TRF5 2005.81.00.001120-9 200581000011209
APELAÇÃO CÍVEL. AÇÃO CIVIL PÚBLICA. DESVIO DE RECURSOS DO FINOR, SOB A GESTÃO DA SUDENE. FINANCIAMENTO PARA A CONSTRUÇÃO DE FÁBRICA TEXTIL. INDICAÇÃO DE NÃO APLICAÇÃO DA VERBA. IMPROBIDADE. INDEFERIMENTO, SEM SUFICIENTE MOTIVAÇÃO, DE PEDIDO DE PRODUÇÃO
DA PROVA TESTEMUNHAL BEM ESTRUTURADO. PROCESSO ANULADO, REABRINDO-SE A INSTRUÇÃO. PROVIMENTO DO AGRAVO RETIDO, A TÍTULO DE PRELIMINAR. PROVIMENTO PARCIAL DAS APELAÇÕES.
I - Apelações manejadas contra sentença proferida nos autos de uma ação civil pública deflagrada pelo MINISTÉRIO PÚBLICO FEDERAL com o objetivo de responsabilizar os RECORRENTES por atos apontados como ímprobos, havidos no contexto da aplicação de
recursos originários do FUNDO DE DESENVOLVIMENTO DO NORDESTE - FINOR, posto sob a gestão da SUPERINTENDÊNCIA DO DESENVOLVIMENTO DO NORDESTE - SUDENE, verba essa que teria sido malversada em projeto destinado à instalação e funcionamento da indústria
MARAMBAIA TEXTIL S.A., situada no Município de Horizonte/CE, para o qual foram aportados recursos que foram liberados de 29/03/1993 a 30/04/1998, da ordem de R$33.247.917,83 (trinta e três milhões, duzentos e quarenta e sete mil, novecentos e dezessete
reais, oitenta e três centavos), valores atualizados até 29.02.2004.
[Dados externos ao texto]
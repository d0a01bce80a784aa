//! Time-in-state, cycle and lead time, team aggregates and DORA metrics.
//!
//! Everything in [`domain`] is a pure function of its inputs; [`services`]
//! only loads data and delegates.

pub mod domain;
pub mod services;

#[cfg(test)]
mod tests;
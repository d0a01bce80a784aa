//! Shared world state for task workflow BDD scenarios.

use std::sync::Arc;

use gantry::config::EngineConfig;
use gantry::task::{
    adapters::memory::InMemoryTaskStore, domain::TaskId, services::TaskLifecycleService,
};
use gantry::workflow::{
    adapters::memory::RecordingDispatcher,
    domain::{Actor, Workflow},
    services::{TransitionOutcome, WorkflowEngine, WorkflowEngineResult},
};
use mockable::DefaultClock;
use rstest::fixture;

/// Engine type used by the BDD world.
pub type TestEngine = WorkflowEngine<InMemoryTaskStore, RecordingDispatcher, DefaultClock>;

/// Scenario world for workflow behaviour tests.
pub struct TaskWorkflowWorld {
    pub tasks: TaskLifecycleService<InMemoryTaskStore, DefaultClock>,
    pub engine: TestEngine,
    pub task_id: Option<TaskId>,
    pub last_result: Option<WorkflowEngineResult<TransitionOutcome>>,
}

impl TaskWorkflowWorld {
    /// Creates a world running the standard workflow.
    #[must_use]
    pub fn new() -> Self {
        let store = Arc::new(InMemoryTaskStore::new());
        let clock = Arc::new(DefaultClock);
        let workflow = Arc::new(Workflow::standard());
        Self {
            tasks: TaskLifecycleService::new(
                Arc::clone(&store),
                Arc::clone(&clock),
                Arc::clone(&workflow),
                EngineConfig::default(),
            ),
            engine: WorkflowEngine::new(
                store,
                Arc::new(RecordingDispatcher::new()),
                clock,
                workflow,
            ),
            task_id: None,
            last_result: None,
        }
    }

    /// Returns the task under test.
    ///
    /// # Errors
    ///
    /// Fails before a task has been created.
    pub fn task_id(&self) -> Result<TaskId, eyre::Report> {
        self.task_id
            .ok_or_else(|| eyre::eyre!("missing task in scenario world"))
    }
}

impl Default for TaskWorkflowWorld {
    fn default() -> Self {
        Self::new()
    }
}

/// Fixture that creates a new scenario world.
#[fixture]
pub fn world() -> TaskWorkflowWorld {
    TaskWorkflowWorld::default()
}

/// Builds the acting developer.
///
/// # Errors
///
/// Fails when the actor identifier is rejected.
pub fn developer() -> Result<Actor, eyre::Report> {
    let id = gantry::task::domain::ActorId::new("dev")
        .map_err(|err| eyre::eyre!("invalid actor: {err}"))?;
    Ok(Actor::new(id))
}

/// Runs an async operation within sync step definitions.
pub fn run_async<T>(future: impl std::future::Future<Output = T>) -> T {
    tokio::task::block_in_place(|| tokio::runtime::Handle::current().block_on(future))
}
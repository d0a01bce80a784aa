//! Adapter implementations of the workflow ports.

pub mod memory;
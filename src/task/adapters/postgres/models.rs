//! Diesel row models for task persistence.

use super::schema::{state_transitions, task_dependencies, tasks};
use chrono::{DateTime, Utc};
use diesel::prelude::*;
use serde_json::Value;

/// Task row, used for reads, inserts and version-checked updates.
#[derive(Debug, Clone, Queryable, Selectable, Insertable, AsChangeset)]
#[diesel(table_name = tasks)]
#[diesel(check_for_backend(diesel::pg::Pg))]
#[diesel(treat_none_as_null = true)]
pub struct TaskRow {
    /// Task identifier.
    pub id: uuid::Uuid,
    /// Task type.
    pub task_type: String,
    /// Title.
    pub title: String,
    /// Description.
    pub description: Option<String>,
    /// Workflow state identifier.
    pub status: String,
    /// Priority.
    pub priority: String,
    /// Parent task identifier.
    pub parent_id: Option<uuid::Uuid>,
    /// Story-point estimate.
    pub estimate: Option<i32>,
    /// Time estimate in minutes.
    pub time_estimate_minutes: Option<i64>,
    /// Logged time in minutes.
    pub actual_time_minutes: Option<i64>,
    /// Assignee identifier.
    pub assignee: Option<String>,
    /// Label set.
    pub labels: Value,
    /// Sprint identifier.
    pub sprint_id: Option<uuid::Uuid>,
    /// Completion timestamp.
    pub completed_at: Option<DateTime<Utc>>,
    /// Cycle time in seconds.
    pub cycle_time_seconds: Option<i64>,
    /// Lead time in seconds.
    pub lead_time_seconds: Option<i64>,
    /// Creation timestamp.
    pub created_at: DateTime<Utc>,
    /// Last update timestamp.
    pub updated_at: DateTime<Utc>,
    /// Row version.
    pub version: i64,
}

/// Dependency edge row.
#[derive(Debug, Clone, Queryable, Selectable, Insertable)]
#[diesel(table_name = task_dependencies)]
#[diesel(check_for_backend(diesel::pg::Pg))]
pub struct DependencyRow {
    /// Dependent task.
    pub task_id: uuid::Uuid,
    /// Predecessor task.
    pub depends_on_id: uuid::Uuid,
    /// Dependency type.
    pub dependency_type: String,
    /// Lag in minutes.
    pub lag_minutes: i64,
}

/// Query result row for transition records.
#[derive(Debug, Clone, Queryable, Selectable)]
#[diesel(table_name = state_transitions)]
#[diesel(check_for_backend(diesel::pg::Pg))]
pub struct TransitionRow {
    /// Append sequence.
    pub id: i64,
    /// Task the record belongs to.
    pub task_id: uuid::Uuid,
    /// Previous status.
    pub from_status: Option<String>,
    /// New status.
    pub to_status: String,
    /// Acting user.
    pub actor_id: String,
    /// Transition timestamp.
    pub transitioned_at: DateTime<Utc>,
    /// Trigger kind.
    pub triggered_by: String,
    /// Seconds spent in the previous status.
    pub duration_in_state_seconds: Option<i64>,
}

/// Insert model for transition records.
#[derive(Debug, Clone, Insertable)]
#[diesel(table_name = state_transitions)]
pub struct NewTransitionRow {
    /// Task the record belongs to.
    pub task_id: uuid::Uuid,
    /// Previous status.
    pub from_status: Option<String>,
    /// New status.
    pub to_status: String,
    /// Acting user.
    pub actor_id: String,
    /// Transition timestamp.
    pub transitioned_at: DateTime<Utc>,
    /// Trigger kind.
    pub triggered_by: String,
    /// Seconds spent in the previous status.
    pub duration_in_state_seconds: Option<i64>,
}
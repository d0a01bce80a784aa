//! Given steps for task workflow BDD scenarios.

use super::world::{TaskWorkflowWorld, developer, run_async};
use eyre::WrapErr;
use gantry::task::{
    domain::{ActorId, TaskType},
    services::CreateTaskRequest,
};
use rstest_bdd_macros::given;

#[given(r#"a new task "{title}""#)]
fn new_task(world: &mut TaskWorkflowWorld, title: String) -> Result<(), eyre::Report> {
    let reporter = ActorId::new("reporter").wrap_err("build reporter")?;
    let task = run_async(
        world
            .tasks
            .create_task(CreateTaskRequest::new(TaskType::Task, title, reporter)),
    )
    .wrap_err("create scenario task")?;
    world.task_id = Some(task.id());
    Ok(())
}

#[given("the task has been cancelled")]
fn task_cancelled(world: &mut TaskWorkflowWorld) -> Result<(), eyre::Report> {
    let task_id = world.task_id()?;
    run_async(world.engine.cancel_task(task_id, developer()?)).wrap_err("cancel task")?;
    Ok(())
}
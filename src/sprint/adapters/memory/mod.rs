//! In-memory sprint adapters.

mod repository;

pub use repository::InMemorySprintRepository;
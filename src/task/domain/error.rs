//! Error types for task domain validation and parsing.

use std::fmt;
use thiserror::Error;

/// Reason a field failed validation.
#[derive(Debug, Clone, Copy, PartialEq, Eq)]
pub enum ValidationCode {
    /// The value is empty after trimming.
    Empty,
    /// The value exceeds its maximum length.
    TooLong {
        /// Maximum accepted length in characters.
        max: usize,
    },
    /// The value is not a state of the active workflow.
    UnknownState,
    /// The state is terminal and cannot be entered this way.
    TerminalState,
    /// The referenced entity does not exist.
    NotFound,
    /// The value refers back to the entity itself.
    SelfReference,
    /// Re-parenting would make a task its own ancestor.
    ParentCycle,
    /// The parent chain would exceed the configured depth.
    DepthExceeded {
        /// Maximum accepted depth.
        max: usize,
    },
    /// The value is outside its accepted range.
    OutOfRange,
}

impl fmt::Display for ValidationCode {
    fn fmt(&self, f: &mut fmt::Formatter<'_>) -> fmt::Result {
        match self {
            Self::Empty => write!(f, "must not be empty"),
            Self::TooLong { max } => write!(f, "exceeds {max} characters"),
            Self::UnknownState => write!(f, "is not a state of the active workflow"),
            Self::TerminalState => write!(f, "must not be a terminal state"),
            Self::NotFound => write!(f, "references a missing entity"),
            Self::SelfReference => write!(f, "must not reference itself"),
            Self::ParentCycle => write!(f, "would create a parent cycle"),
            Self::DepthExceeded { max } => write!(f, "exceeds maximum depth {max}"),
            Self::OutOfRange => write!(f, "is out of range"),
        }
    }
}

/// A field-level validation failure detected before any write.
#[derive(Debug, Clone, Error, PartialEq, Eq)]
#[error("invalid {field}: {code}")]
pub struct ValidationError {
    /// Name of the offending field.
    pub field: &'static str,
    /// Why the field was rejected.
    pub code: ValidationCode,
}

impl ValidationError {
    /// Creates a validation error for `field`.
    #[must_use]
    pub const fn new(field: &'static str, code: ValidationCode) -> Self {
        Self { field, code }
    }
}

/// Error returned while parsing task enumerations from persistence.
#[derive(Debug, Clone, Error, PartialEq, Eq)]
#[error("unknown {kind}: {value}")]
pub struct ParseTaskFieldError {
    /// Enumeration being parsed.
    pub kind: &'static str,
    /// Rejected input.
    pub value: String,
}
II - O processo foi instruído com os autos de um inquérito civil público, que houvera sido conduzido pelo MPF, o qual contém uma perícia administrativa levada a cabo pela CAIXA ECONÔMICA FEDERAL (que não é parte neste processo), levantamento técnico
esse que concluiu pela inexecução parcial da obra e pela quantificação do prejuízo ao erário.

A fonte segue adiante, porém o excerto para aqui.